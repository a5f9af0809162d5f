pub mod routes;

use crate::core::cookbook::Cookbook;
use crate::core::ConfigProvider;
use crate::utils::error::Result;
use std::sync::Arc;

pub use routes::create_router;

/// Builds the cookbook (seeding it if configured) and serves it until Ctrl-C.
pub async fn serve<C: ConfigProvider>(config: &C) -> Result<()> {
    let cookbook = Arc::new(Cookbook::new());
    if let Some(seed_file) = config.seed_file() {
        cookbook.load_seed_file(seed_file).await?;
    }

    let app = create_router(cookbook);
    let listener = tokio::net::TcpListener::bind(config.bind_address()).await?;
    tracing::info!("🚀 Cookbook listening on {}", listener.local_addr()?);

    axum::serve(listener, app)
        .with_graceful_shutdown(shutdown_signal())
        .await?;

    tracing::info!("👋 Cookbook server stopped");
    Ok(())
}

async fn shutdown_signal() {
    if let Err(e) = tokio::signal::ctrl_c().await {
        tracing::error!("Failed to listen for shutdown signal: {}", e);
        std::future::pending::<()>().await;
    }
    tracing::info!("Shutdown signal received");
}
pub mod config;
pub mod core;
pub mod domain;
pub mod server;
pub mod utils;

#[cfg(feature = "cli")]
pub use config::cli::CliConfig;

pub use config::{toml_config::TomlConfig, ServerSettings};
pub use core::{cookbook::Cookbook, registry::Registry};
pub use server::{create_router, serve};
pub use utils::error::{CookbookError, Result};
use regex::Regex;
use std::sync::LazyLock;

static SEPARATORS: LazyLock<Regex> = LazyLock::new(|| Regex::new(r"[-_]").unwrap());
static NON_LETTERS: LazyLock<Regex> = LazyLock::new(|| Regex::new(r"[^a-zA-Z ]").unwrap());
static WHITESPACE: LazyLock<Regex> = LazyLock::new(|| Regex::new(r"\s+").unwrap());

/// Cleans up a handwritten recipe name, e.g. `"meatball_-_spaghetti"` becomes
/// `"Meatball Spaghetti"`. Returns `None` when nothing usable is left.
pub fn normalize_name(raw: &str) -> Option<String> {
    let spaced = SEPARATORS.replace_all(raw, " ");
    let letters = NON_LETTERS.replace_all(&spaced, "");
    let collapsed = WHITESPACE.replace_all(&letters, " ");
    let trimmed = collapsed.trim();

    if trimmed.is_empty() {
        return None;
    }

    Some(
        trimmed
            .split(' ')
            .map(title_case)
            .collect::<Vec<_>>()
            .join(" "),
    )
}

fn title_case(word: &str) -> String {
    let mut chars = word.chars();
    match chars.next() {
        Some(first) => first
            .to_uppercase()
            .chain(chars.flat_map(char::to_lowercase))
            .collect(),
        None => String::new(),
    }
}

* **What you have to do**
Begin at the line above that has "use std::sync::LazyLock;" and stop after the line that has "Cleans up a", copying each line exactly and adding nothing else.

* **Reply to the task**
use std::sync::LazyLock;

static SEPARATORS: LazyLock<Regex> = LazyLock::new(|| Regex::new(r"[-_]").unwrap());
static NON_LETTERS: LazyLock<Regex> = LazyLock::new(|| Regex::new(r"[^a-zA-Z ]").unwrap());
static WHITESPACE: LazyLock<Regex> = LazyLock::new(|| Regex::new(r"\s+").unwrap());

/// Cleans up a handwritten recipe name, e.g. `"meatball_-_spaghetti"` becomes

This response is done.